Es el Tribunal Constitucional, el factotum básico de nuestro sistema jurídico, el que pone negro sobre blanco un principio sin el que cualquier concepción del Estado cae por su propio peso. En su sentencia 80/1985 de 4 de julio, establece el "deber recíproco de cooperación", una máxima, continúa el Tribunal, "que no es preciso justificar en preceptos concretos, porque es de esencia al modelo de organización territorial del Estado implantado por la Constitución".

¡Cuán equivocado estaba el Tribunal! Mientras que otros principios como los de unidad, solidaridad, autonomía o igualdad, sí aparecen explícitamente mencionados en nuestra carta magna, la cooperación carece de un reconocimiento similar y, sin embargo, es el que debe presidir las relaciones entre el Estado y las comunidades autónomas.

La pandemia ha demostrado que un Estado descentralizado en el que la cooperación no se imponga como imperativo solo puede conducir a la ruina, tanto física como emocional, de una nación.
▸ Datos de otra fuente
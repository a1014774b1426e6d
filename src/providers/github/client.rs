use reqwest::header::ACCEPT;
use reqwest::{Client, RequestBuilder};
use serde::de::DeserializeOwned;
use serde::Deserialize;
use url::Url;

use crate::auth::Token;
use crate::error::{Result, RunLensError};
use crate::models::Step;

const JOBS_PER_PAGE: u32 = 100;

pub struct GitHubClient {
    client: Client,
    api_url: Url,
    token: Option<Token>,
}

#[derive(Debug, Deserialize)]
struct WorkflowRunsPage {
    workflow_runs: Vec<WorkflowRunDto>,
}

#[derive(Debug, Deserialize)]
pub struct WorkflowRunDto {
    pub id: u64,
    #[serde(default)]
    pub conclusion: Option<String>,
    #[serde(default)]
    pub created_at: Option<String>,
    #[serde(default)]
    pub run_started_at: Option<String>,
}

#[derive(Debug, Deserialize)]
struct JobsPage {
    total_count: usize,
    jobs: Vec<JobDto>,
}

#[derive(Debug, Deserialize)]
pub struct JobDto {
    pub name: String,
    #[serde(default)]
    pub steps: Vec<Step>,
}

impl GitHubClient {
    pub fn new(base_url: &str, token: Option<Token>) -> Result<Self> {
        let client = Client::builder()
            .user_agent(concat!("runlens/", env!("CARGO_PKG_VERSION")))
            .build()
            .map_err(|e| RunLensError::Config(format!("Failed to create HTTP client: {e}")))?;

        let api_url = Url::parse(base_url)
            .map_err(|e| RunLensError::Config(format!("Invalid base URL: {e}")))?;

        if api_url.cannot_be_a_base() {
            return Err(RunLensError::Config(format!(
                "Invalid base URL: {base_url}"
            )));
        }

        Ok(Self {
            client,
            api_url,
            token,
        })
    }

    fn auth_request(&self, request: RequestBuilder) -> RequestBuilder {
        if let Some(token) = &self.token {
            request.bearer_auth(token.as_str())
        } else {
            request
        }
    }

    /// Appends percent-encoded path segments to the API base URL.
    fn endpoint(&self, segments: &[&str]) -> Result<Url> {
        let mut url = self.api_url.clone();
        url.path_segments_mut()
            .map_err(|()| RunLensError::Config(format!("Invalid base URL: {}", self.api_url)))?
            .pop_if_empty()
            .extend(segments);
        Ok(url)
    }

    async fn get_json<T: DeserializeOwned>(&self, request: RequestBuilder) -> Result<T> {
        let request = self
            .auth_request(request)
            .header(ACCEPT, "application/vnd.github+json");

        let response = request.send().await?;

        if !response.status().is_success() {
            let status = response.status();
            let body = response.text().await.unwrap_or_default();
            return Err(RunLensError::Api(format!("{status} - {body}")));
        }

        Ok(response.json::<T>().await?)
    }

    /// Fetch one page of completed workflow runs, newest first.
    pub async fn fetch_workflow_runs_page(
        &self,
        owner: &str,
        repo: &str,
        page: u32,
        per_page: u32,
        branch: Option<&str>,
    ) -> Result<Vec<WorkflowRunDto>> {
        let url = self.endpoint(&["repos", owner, repo, "actions", "runs"])?;

        let mut request = self
            .client
            .get(url)
            .query(&[("status", "completed")])
            .query(&[("page", page), ("per_page", per_page)]);
        if let Some(branch) = branch {
            request = request.query(&[("branch", branch)]);
        }

        let body: WorkflowRunsPage = self.get_json(request).await?;
        Ok(body.workflow_runs)
    }

    /// Fetch every job of a workflow run, following pagination.
    pub async fn fetch_run_jobs(
        &self,
        owner: &str,
        repo: &str,
        run_id: u64,
    ) -> Result<Vec<JobDto>> {
        let run_id = run_id.to_string();
        let url = self.endpoint(&["repos", owner, repo, "actions", "runs", &run_id, "jobs"])?;

        let mut jobs = Vec::new();
        let mut page = 1;

        loop {
            let request = self
                .client
                .get(url.clone())
                .query(&[("page", page), ("per_page", JOBS_PER_PAGE)]);

            let body: JobsPage = self.get_json(request).await?;
            let fetched = body.jobs.len();
            jobs.extend(body.jobs);

            if fetched == 0 || jobs.len() >= body.total_count {
                break;
            }

            page += 1;
        }

        Ok(jobs)
    }
}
Los episodios continuos a los que asistimos, que van desde la contraprogramación en las comparecencias públicas, retraso en el ofrecimiento de datos, adopción de medidas contradictorias, cuestionamiento de los índices de medición de la evolución de la pandemia, ataques en medios de comunicación y ultimátum normativos, solo traen con ellos la pérdida de esfuerzos en común y la desafección política y, lo que es más preocupante, la continua desmoralización de una población sumida en la triste contemplación de un goteo incesante de contagiados y fallecimientos en sus propias carnes aderezada por rocambolescos surrealismos políticos.
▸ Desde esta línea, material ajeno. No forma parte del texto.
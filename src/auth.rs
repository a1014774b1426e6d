/// GitHub API token. `Debug` never prints the secret.
pub struct Token(String);

impl From<&str> for Token {
    fn from(value: &str) -> Self {
        Self(value.to_owned())
    }
}

impl Token {
    /// Token from an optional CLI/env value; blank values mean anonymous access.
    pub fn from_optional(value: Option<&str>) -> Option<Self> {
        value
            .map(str::trim)
            .filter(|token| !token.is_empty())
            .map(Self::from)
    }

    pub fn as_str(&self) -> &str {
        &self.0
    }
}

impl std::fmt::Debug for Token {
    fn fmt(&self, f: &mut std::fmt::Formatter<'_>) -> std::fmt::Result {
        write!(f, "<redacted>")
    }
}
pub mod file;
pub mod github;

use chrono::Utc;
use log::{info, warn};

use crate::error::Result;
use crate::insights::RunInsights;
use crate::metrics;
use crate::models::Run;

/// Somewhere raw workflow runs can be fetched from.
#[allow(async_fn_in_trait)]
pub trait RunSource {
    fn provider_name(&self) -> &'static str;

    fn repository(&self) -> String;

    async fn fetch_runs(&self) -> Result<Vec<Run>>;
}

/// Fetches runs once and aggregates them. A failed fetch is returned as-is
/// and nothing is aggregated.
pub async fn collect_insights<S: RunSource>(source: &S) -> Result<RunInsights> {
    let repository = source.repository();
    info!("Starting insights collection for repository: {repository}");

    let runs = source.fetch_runs().await?;

    if runs.is_empty() {
        warn!("No workflow runs found for repository: {repository}");
    }

    let analysis = metrics::analyze(runs);
    info!(
        "Aggregated {} runs ({} timed) into {} month buckets and {} distinct steps",
        analysis.total_runs,
        analysis.lifetime.all_durations.len(),
        analysis.buckets.len(),
        analysis.steps.len()
    );

    let skipped_records = analysis.skipped_records();
    if skipped_records > 0 {
        warn!("Skipped data from {skipped_records} malformed runs");
    }

    Ok(RunInsights {
        provider: source.provider_name().to_string(),
        repository,
        collected_at: Utc::now(),
        total_runs: analysis.total_runs,
        skipped_records,
        lifetime_average_seconds: analysis.lifetime.lifetime_average,
        series: analysis.series,
        warnings: analysis.warnings,
    })
}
Sin cooperación difícilmente habrá solución. Esa parece ser la única panacea contra la mayor crisis sanitaria que ha vivido Occidente desde comienzos del siglo XX. El multilateralismo y la cooperación internacional fueron las primeras víctimas de la crisis. Lo pudimos observar en la escisión continua de los bloques políticos tradicionales, brutalmente divididos como consecuencia del radical y contrapuesto enfoque con que cada gobierno nacional encaró la crisis y que tuvo en el cierre de fronteras entre los Estados miembros de la Unión Europea su clímax más surrealista.
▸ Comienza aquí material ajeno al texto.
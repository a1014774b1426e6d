use chrono::{DateTime, FixedOffset};
use serde::{Deserialize, Serialize};

/// A single CI workflow run as delivered by a run source.
///
/// Timestamps are kept as raw strings so a bad value only affects the run
/// that carries it; the aggregators parse them with [`parse_timestamp`].
#[derive(Debug, Clone, PartialEq, Serialize, Deserialize)]
pub struct Run {
    #[serde(default)]
    pub id: Option<u64>,
    #[serde(default)]
    pub started_at: Option<String>,
    #[serde(default)]
    pub created_at: Option<String>,
    #[serde(default)]
    pub conclusion: Conclusion,
    pub steps: Vec<Step>,
}

/// One unit of work inside a run.
#[derive(Debug, Clone, PartialEq, Serialize, Deserialize)]
pub struct Step {
    #[serde(default)]
    pub name: String,
    #[serde(default)]
    pub conclusion: Conclusion,
    #[serde(default)]
    pub started_at: Option<String>,
    #[serde(default)]
    pub completed_at: Option<String>,
}

/// Terminal status of a run or step.
#[derive(Debug, Clone, Default, PartialEq, Eq, Serialize, Deserialize)]
#[serde(from = "Option<String>", into = "Option<String>")]
pub enum Conclusion {
    Success,
    Failure,
    Cancelled,
    Other(String),
    #[default]
    Missing,
}

/// Success/failure classification used by the run counters.
#[derive(Debug, Clone, Copy, PartialEq, Eq)]
pub enum Outcome {
    Success,
    Failure,
}

impl Conclusion {
    /// Three-way run classification: `cancelled` counts as a failure and
    /// anything unrecognized is left out of the counters.
    pub fn run_outcome(&self) -> Option<Outcome> {
        match self {
            Self::Success => Some(Outcome::Success),
            Self::Failure | Self::Cancelled => Some(Outcome::Failure),
            Self::Other(_) | Self::Missing => None,
        }
    }

    pub fn is_success(&self) -> bool {
        matches!(self, Self::Success)
    }

    pub fn as_str(&self) -> Option<&str> {
        match self {
            Self::Success => Some("success"),
            Self::Failure => Some("failure"),
            Self::Cancelled => Some("cancelled"),
            Self::Other(value) => Some(value.as_str()),
            Self::Missing => None,
        }
    }
}

impl From<&str> for Conclusion {
    fn from(value: &str) -> Self {
        match value {
            "success" => Self::Success,
            "failure" => Self::Failure,
            "cancelled" => Self::Cancelled,
            other => Self::Other(other.to_string()),
        }
    }
}

impl From<Option<String>> for Conclusion {
    fn from(value: Option<String>) -> Self {
        value.as_deref().map_or(Self::Missing, Self::from)
    }
}

impl From<Conclusion> for Option<String> {
    fn from(value: Conclusion) -> Self {
        value.as_str().map(str::to_string)
    }
}

pub fn parse_timestamp(value: Option<&str>) -> Option<DateTime<FixedOffset>> {
    value.and_then(|raw| DateTime::parse_from_rfc3339(raw).ok())
}

impl Run {
    pub fn started_at(&self) -> Option<DateTime<FixedOffset>> {
        parse_timestamp(self.started_at.as_deref())
    }

    pub fn created_at(&self) -> Option<DateTime<FixedOffset>> {
        parse_timestamp(self.created_at.as_deref())
    }
}

#[cfg(test)]
mod tests {
    use super::*;

    #[test]
    fn test_deserialize_github_style_run() {
        let json = r#"{
            "id": 42,
            "started_at": "2024-01-15T10:00:00Z",
            "created_at": "2024-01-15T09:59:58Z",
            "conclusion": "success",
            "head_branch": "main",
            "steps": [
                {
                    "name": "Set up job",
                    "number": 1,
                    "conclusion": "success",
                    "started_at": "2024-01-15T10:00:01Z",
                    "completed_at": "2024-01-15T10:00:03Z"
                }
            ]
        }"#;

        let run: Run = serde_json::from_str(json).unwrap();

        assert_eq!(run.id, Some(42));
        assert_eq!(run.conclusion, Conclusion::Success);
        assert_eq!(run.steps.len(), 1);
        assert_eq!(run.steps[0].name, "Set up job");
        assert!(run.started_at().is_some());
    }

    #[test]
    fn test_null_and_absent_conclusion_are_missing() {
        let null: Run = serde_json::from_str(r#"{"conclusion": null, "steps": []}"#).unwrap();
        let absent: Run = serde_json::from_str(r#"{"steps": []}"#).unwrap();

        assert_eq!(null.conclusion, Conclusion::Missing);
        assert_eq!(absent.conclusion, Conclusion::Missing);
    }

    #[test]
    fn test_run_requires_steps_field() {
        let result = serde_json::from_str::<Run>(r#"{"conclusion": "success"}"#);
        assert!(result.is_err());
    }

    #[test]
    fn test_unknown_conclusion_is_preserved() {
        let conclusion = Conclusion::from("timed_out");

        assert_eq!(conclusion, Conclusion::Other("timed_out".to_string()));
        assert_eq!(conclusion.as_str(), Some("timed_out"));
        assert_eq!(conclusion.run_outcome(), None);
    }

    #[test]
    fn test_run_outcome_classification() {
        assert_eq!(Conclusion::Success.run_outcome(), Some(Outcome::Success));
        assert_eq!(Conclusion::Failure.run_outcome(), Some(Outcome::Failure));
        assert_eq!(Conclusion::Cancelled.run_outcome(), Some(Outcome::Failure));
        assert_eq!(Conclusion::Missing.run_outcome(), None);
    }

    #[test]
    fn test_conclusion_serializes_back_to_string() {
        let json = serde_json::to_string(&Conclusion::Cancelled).unwrap();
        assert_eq!(json, r#""cancelled""#);

        let json = serde_json::to_string(&Conclusion::Missing).unwrap();
        assert_eq!(json, "null");
    }

    #[test]
    fn test_parse_timestamp_rejects_garbage() {
        assert!(parse_timestamp(Some("not a date")).is_none());
        assert!(parse_timestamp(None).is_none());
        assert!(parse_timestamp(Some("2024-03-01T12:00:00+02:00")).is_some());
    }
}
A menudo el teatro público se pregunta por la razón que explica el incremento de casos en nuestro país y, específicamente, el aumento exponencial con respecto al resto de los de nuestro entorno. Una simple mirada al continente nos permite observar que el federalismo, la descentralización de competencias en pro de las entidades locales, no puede darse sin el abrazo íntimo a la cooperación. La no colaboración es el cáncer de los sistemas descentralizados. Aunque pueda resultar incongruente, sin ese ingrediente la receta de autonomía a cambio de eficiencia administrativa quiebra, convirtiéndose en el combustible perfecto para que los sistemas políticos, estructuralmente preparados para amortiguar cualquier tipo de crisis social, se vean superados, lamentablemente, tanto por la derecha como por la izquierda.

La otra España, una de ellas, la que no vive, siente, padece y piensa en Madrid, asiste asombrada al espectáculo de dos gigantes obsesionados con autodestruirse en búsqueda de la respuesta a una inquietante pregunta: ¿Quién podría hacerlo peor? En ausencia de una respuesta clara, sálvese quien pueda.